▶ EXERCISE INSTRUCTIONS: Please copy each line of the records below that includes the word "already".

Dataset entries
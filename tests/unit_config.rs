use std::fs;

use chrono::Duration;
use rota::config::{Config, PoolExpiryPolicy};
use rota::identity::{AdminDirectory, StaticDirectory};
use rota::negotiation::NegotiationPolicy;

#[test]
fn partial_config_keeps_other_defaults() -> Result<(), Box<dyn std::error::Error>> {
    let dir = tempfile::tempdir()?;
    fs::write(
        dir.path().join(".rota.toml"),
        "[identity]\nadmins = [\"pi\"]\n",
    )?;

    let config = Config::load_from_dir(dir.path())?;
    assert_eq!(config.identity.admins, vec!["pi"]);
    assert_eq!(config.identity.default_actor, "unknown");
    assert_eq!(config.negotiation.max_republish, 1);
    assert_eq!(config.deadlines.warn_before()?, Duration::days(3));
    Ok(())
}

#[test]
fn negotiation_policy_follows_config() -> Result<(), Box<dyn std::error::Error>> {
    let dir = tempfile::tempdir()?;
    fs::write(
        dir.path().join(".rota.toml"),
        "[negotiation]\npool_horizon = \"2d\"\non_pool_expiry = \"republish\"\nmax_republish = 2\n",
    )?;

    let config = Config::load_from_dir(dir.path())?;
    let policy = NegotiationPolicy::from_config(&config.negotiation)?;
    assert_eq!(policy.pool_horizon, Duration::days(2));
    assert_eq!(policy.on_expiry, PoolExpiryPolicy::Republish);
    assert_eq!(policy.max_republish, 2);
    Ok(())
}

#[test]
fn admin_directory_comes_from_identity() {
    let mut config = Config::default();
    config.identity.admins = vec!["pi".to_string(), "manager".to_string()];

    let directory = StaticDirectory::from_config(&config);
    assert!(directory.is_admin("pi"));
    assert!(!directory.is_admin("student"));
    assert_eq!(directory.admins(), vec!["manager", "pi"]);
}

#[test]
fn malformed_toml_is_reported() {
    let dir = tempfile::tempdir().expect("tempdir");
    fs::write(dir.path().join(".rota.toml"), "[identity\n").expect("write");
    let err = Config::load_from_dir(dir.path()).expect_err("parse error");
    assert_eq!(err.exit_code(), rota::error::exit_codes::OPERATION_FAILED);
}
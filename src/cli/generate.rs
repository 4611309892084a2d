//! rota generate command implementation

use std::collections::BTreeMap;

use serde::Serialize;
use uuid::Uuid;

use crate::cli::Context;
use crate::error::{JsonError, Result};
use crate::output::{emit_success, HumanOutput};
use crate::period::Period;
use crate::scheduler::{GenerationReport, Scheduler, TemplateOutcome};
use crate::store::Store;

/// Options for the generate command
pub struct GenerateOptions {
    pub periods: Vec<String>,
    pub templates: Vec<String>,
    pub preview: bool,
}

#[derive(Serialize)]
#[serde(untagged)]
enum PeriodOutcome {
    Report(GenerationReport),
    Error { error: JsonError },
}

pub fn run(ctx: &Context, options: GenerateOptions) -> Result<()> {
    let periods = options
        .periods
        .iter()
        .map(|p| p.parse::<Period>())
        .collect::<Result<Vec<_>>>()?;

    let filter: Option<Vec<Uuid>> = if options.templates.is_empty() {
        None
    } else {
        let ledger = ctx.store.read()?;
        Some(
            options
                .templates
                .iter()
                .map(|t| ledger.find_template(t).map(|t| t.id))
                .collect::<Result<Vec<_>>>()?,
        )
    };

    let mut scheduler = Scheduler::new(&ctx.store, ctx.notifier.as_ref());
    if let Some(seed) = ctx.config.scheduler.rng_seed {
        scheduler = scheduler.with_seed(seed);
    }
    let mut results = scheduler.generate_batch(&periods, filter.as_deref(), options.preview);

    // A single period keeps its error as the command's error.
    if results.len() == 1 && results.values().all(|r| r.is_err()) {
        if let Some((_, Err(err))) = results.pop_first() {
            return Err(err);
        }
    }

    let verb = if options.preview { "preview" } else { "generate" };
    let mut human = HumanOutput::new(format!("rota {}: {} period(s)", verb, results.len()));
    let mut outcomes = BTreeMap::new();
    for (period, result) in results {
        match result {
            Ok(report) => {
                describe(&mut human, &report);
                outcomes.insert(period, PeriodOutcome::Report(report));
            }
            Err(err) => {
                human.push_warning(format!("{period}: {err}"));
                outcomes.insert(
                    period,
                    PeriodOutcome::Error {
                        error: JsonError::from(&err),
                    },
                );
            }
        }
    }
    if options.preview {
        human.push_next_step("rerun without --preview to commit");
    }

    emit_success(ctx.output, verb, &outcomes, Some(&human))
}

fn describe(human: &mut HumanOutput, report: &GenerationReport) {
    let created = report.created().count();
    let existing = report.existing().count();
    let failed = report.failures().count();
    human.push_summary(
        report.period.to_string(),
        format!("{created} created, {existing} existing, {failed} failed"),
    );
    for result in &report.results {
        match &result.outcome {
            TemplateOutcome::Created { instance, .. } => human.push_detail(format!(
                "{} {}: {} ({} to {})",
                report.period,
                result.template_name,
                instance.current_assignees.join(", "),
                instance.window.start,
                instance.window.end
            )),
            TemplateOutcome::Existing { instance_id } => human.push_detail(format!(
                "{} {}: already generated ({})",
                report.period, result.template_name, instance_id
            )),
            TemplateOutcome::Failed { error, .. } => {
                human.push_warning(format!("{} {}: {}", report.period, result.template_name, error))
            }
        }
    }
}
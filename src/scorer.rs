//! Fair rotation scoring
//!
//! Ranks the members of a queue for a target period. Higher scores are
//! assigned sooner. The score is the sum of independent terms so every
//! ranking can be explained term by term:
//!
//! | term          | value                                                        |
//! |---------------|--------------------------------------------------------------|
//! | base          | `100`                                                        |
//! | recency       | `gap_months × 20`, or `+200` if never assigned               |
//! | workload      | `(queue_avg_open − member_open) × 30` (queue opt-in)         |
//! | completion    | `(completion_rate/100 − 0.8) × 50`                           |
//! | speed         | `(queue_avg_hours − member_avg_hours) × 5`, clamped to ±20   |
//! | fairness      | `(queue_avg_total − member_total) × 25`                      |
//! | availability  | `+50` preferred, `−100` avoid                                |
//! | jitter        | uniform `[−1, 1] × random_factor × 100`, drawn last           |
//!
//! Members inside the minimum gap or marked unavailable are ineligible and
//! never appear in the ranking. Scoring has no side effects; the caller owns
//! the random source and persists any statistics.

use std::cmp::Ordering;
use std::collections::{HashMap, HashSet};

use rand::Rng;
use serde::Serialize;

use crate::error::{Error, Result};
use crate::period::Period;
use crate::queue::{AvailabilityStatus, Preference, QueueMember, RotationQueue, UserId};

pub const BASE_SCORE: f64 = 100.0;
pub const RECENCY_PER_MONTH: f64 = 20.0;
pub const NEW_MEMBER_BONUS: f64 = 200.0;
pub const WORKLOAD_WEIGHT: f64 = 30.0;
pub const COMPLETION_BASELINE: f64 = 0.8;
pub const COMPLETION_WEIGHT: f64 = 50.0;
pub const SPEED_PER_HOUR: f64 = 5.0;
pub const SPEED_CAP: f64 = 20.0;
pub const FAIRNESS_WEIGHT: f64 = 25.0;
pub const PREFERRED_BONUS: f64 = 50.0;
pub const AVOID_PENALTY: f64 = -100.0;
pub const JITTER_SCALE: f64 = 100.0;

/// Per-term contributions to a member's score
#[derive(Debug, Clone, Default, PartialEq, Serialize)]
pub struct ScoreBreakdown {
    pub base: f64,
    pub recency: f64,
    pub workload: f64,
    pub completion: f64,
    pub speed: f64,
    pub fairness: f64,
    pub availability: f64,
    pub jitter: f64,
}

impl ScoreBreakdown {
    pub fn total(&self) -> f64 {
        self.base
            + self.recency
            + self.workload
            + self.completion
            + self.speed
            + self.fairness
            + self.availability
            + self.jitter
    }
}

#[derive(Debug, Clone, PartialEq, Serialize)]
pub struct MemberScore {
    pub user_id: UserId,
    pub score: f64,
    pub breakdown: ScoreBreakdown,
}

/// Why a member was left out of the candidate list
#[derive(Debug, Clone, PartialEq, Serialize)]
#[serde(tag = "reason", rename_all = "snake_case")]
pub enum Ineligibility {
    Inactive,
    TooRecent {
        last_assigned: Period,
        gap_months: i32,
        min_gap_months: u32,
    },
    Unavailable,
}

/// Everything the scorer reads. Built by the caller from stored state.
#[derive(Debug, Clone)]
pub struct ScoringInput<'a> {
    pub queue: &'a RotationQueue,
    pub members: &'a [QueueMember],
    pub target: Period,
    /// Open assignments per user whose window reaches the target date
    pub open_assignments: &'a HashMap<UserId, usize>,
    /// Unordered pairs (see [`pair_key`]) jointly assigned within the conflict window
    pub recent_pairs: &'a HashSet<(UserId, UserId)>,
}

#[derive(Debug, Clone, Default, Serialize)]
pub struct Ranking {
    pub eligible: Vec<MemberScore>,
    pub ineligible: Vec<(UserId, Ineligibility)>,
}

#[derive(Debug, Clone, Serialize)]
pub struct Selection {
    pub selected: Vec<MemberScore>,
    /// True when the pairwise conflict filter had to be relaxed to fill all slots
    pub relaxed_conflicts: bool,
    pub ranking: Ranking,
}

impl Selection {
    pub fn user_ids(&self) -> Vec<UserId> {
        self.selected.iter().map(|s| s.user_id.clone()).collect()
    }
}

/// Canonical ordering for an unordered pair of users.
pub fn pair_key(a: &str, b: &str) -> (UserId, UserId) {
    if a <= b {
        (a.to_string(), b.to_string())
    } else {
        (b.to_string(), a.to_string())
    }
}

struct QueueAverages {
    total_assignments: f64,
    open_assignments: f64,
    completion_hours: Option<f64>,
}

fn queue_averages(input: &ScoringInput<'_>) -> QueueAverages {
    let active: Vec<&QueueMember> = input.members.iter().filter(|m| m.is_active).collect();
    if active.is_empty() {
        return QueueAverages {
            total_assignments: 0.0,
            open_assignments: 0.0,
            completion_hours: None,
        };
    }

    let count = active.len() as f64;
    let total_assignments =
        active.iter().map(|m| f64::from(m.total_assignments)).sum::<f64>() / count;
    let open_assignments = active
        .iter()
        .map(|m| input.open_assignments.get(&m.user_id).copied().unwrap_or(0) as f64)
        .sum::<f64>()
        / count;

    let timed: Vec<f64> = active
        .iter()
        .filter_map(|m| m.average_completion_hours)
        .collect();
    let completion_hours = if timed.is_empty() {
        None
    } else {
        Some(timed.iter().sum::<f64>() / timed.len() as f64)
    };

    QueueAverages {
        total_assignments,
        open_assignments,
        completion_hours,
    }
}

fn eligibility(
    member: &QueueMember,
    queue: &RotationQueue,
    target: &Period,
) -> std::result::Result<Preference, Ineligibility> {
    if !member.is_active {
        return Err(Ineligibility::Inactive);
    }
    if let Some(last) = member.last_assigned_period {
        let gap = target.months_since(&last);
        if gap < queue.min_gap_months as i32 {
            return Err(Ineligibility::TooRecent {
                last_assigned: last,
                gap_months: gap,
                min_gap_months: queue.min_gap_months,
            });
        }
    }
    match member.availability.status_for(target) {
        AvailabilityStatus::Unavailable => Err(Ineligibility::Unavailable),
        AvailabilityStatus::Available(preference) => Ok(preference),
    }
}

fn breakdown_for(
    member: &QueueMember,
    preference: Preference,
    input: &ScoringInput<'_>,
    averages: &QueueAverages,
) -> ScoreBreakdown {
    let recency = match member.last_assigned_period {
        Some(last) => f64::from(input.target.months_since(&last)) * RECENCY_PER_MONTH,
        None => NEW_MEMBER_BONUS,
    };

    let workload = if input.queue.consider_workload {
        let open = input
            .open_assignments
            .get(&member.user_id)
            .copied()
            .unwrap_or(0) as f64;
        (averages.open_assignments - open) * WORKLOAD_WEIGHT
    } else {
        0.0
    };

    let completion = (member.completion_rate / 100.0 - COMPLETION_BASELINE) * COMPLETION_WEIGHT;

    let speed = match (averages.completion_hours, member.average_completion_hours) {
        (Some(queue_avg), Some(member_avg)) => {
            ((queue_avg - member_avg) * SPEED_PER_HOUR).clamp(-SPEED_CAP, SPEED_CAP)
        }
        _ => 0.0,
    };

    let fairness =
        (averages.total_assignments - f64::from(member.total_assignments)) * FAIRNESS_WEIGHT;

    let availability = match preference {
        Preference::Preferred => PREFERRED_BONUS,
        Preference::Neutral => 0.0,
        Preference::Avoid => AVOID_PENALTY,
    };

    ScoreBreakdown {
        base: BASE_SCORE,
        recency,
        workload,
        completion,
        speed,
        fairness,
        availability,
        jitter: 0.0,
    }
}

fn by_score_desc(a: &MemberScore, b: &MemberScore) -> Ordering {
    b.score
        .total_cmp(&a.score)
        .then_with(|| a.user_id.cmp(&b.user_id))
}

/// Score every member and return eligible ones ranked best first.
pub fn rank<R: Rng + ?Sized>(input: &ScoringInput<'_>, rng: &mut R) -> Ranking {
    let averages = queue_averages(input);
    let jitter_range = input.queue.random_factor * JITTER_SCALE;
    let mut ranking = Ranking::default();

    for member in input.members {
        match eligibility(member, input.queue, &input.target) {
            Err(reason) => ranking.ineligible.push((member.user_id.clone(), reason)),
            Ok(preference) => {
                let mut breakdown = breakdown_for(member, preference, input, &averages);
                if jitter_range > 0.0 {
                    breakdown.jitter = rng.random_range(-1.0..=1.0) * jitter_range;
                }
                ranking.eligible.push(MemberScore {
                    user_id: member.user_id.clone(),
                    score: breakdown.total(),
                    breakdown,
                });
            }
        }
    }

    ranking.eligible.sort_by(by_score_desc);
    ranking
}

/// Pick `required` members for one instance.
///
/// Candidates that were recently paired with someone already picked are
/// deferred; deferred candidates fill any remaining slots in score order.
pub fn select<R: Rng + ?Sized>(
    input: &ScoringInput<'_>,
    required: usize,
    template_name: &str,
    rng: &mut R,
) -> Result<Selection> {
    let ranking = rank(input, rng);

    if ranking.eligible.len() < required {
        return Err(Error::Ineligible {
            template: template_name.to_string(),
            period: input.target.to_string(),
            required,
            available: ranking.eligible.len(),
        });
    }

    let mut selected: Vec<MemberScore> = Vec::with_capacity(required);
    let mut deferred: Vec<&MemberScore> = Vec::new();

    for candidate in &ranking.eligible {
        if selected.len() == required {
            break;
        }
        let conflicts = selected.iter().any(|picked| {
            input
                .recent_pairs
                .contains(&pair_key(&picked.user_id, &candidate.user_id))
        });
        if conflicts {
            deferred.push(candidate);
        } else {
            selected.push(candidate.clone());
        }
    }

    let relaxed_conflicts = selected.len() < required;
    for candidate in deferred {
        if selected.len() == required {
            break;
        }
        selected.push(candidate.clone());
    }

    Ok(Selection {
        selected,
        relaxed_conflicts,
        ranking,
    })
}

▶ SOLUTION TO THE PROBLEM:
                "{} {}: already generated ({})",
/// Candidates that were recently paired with someone already picked are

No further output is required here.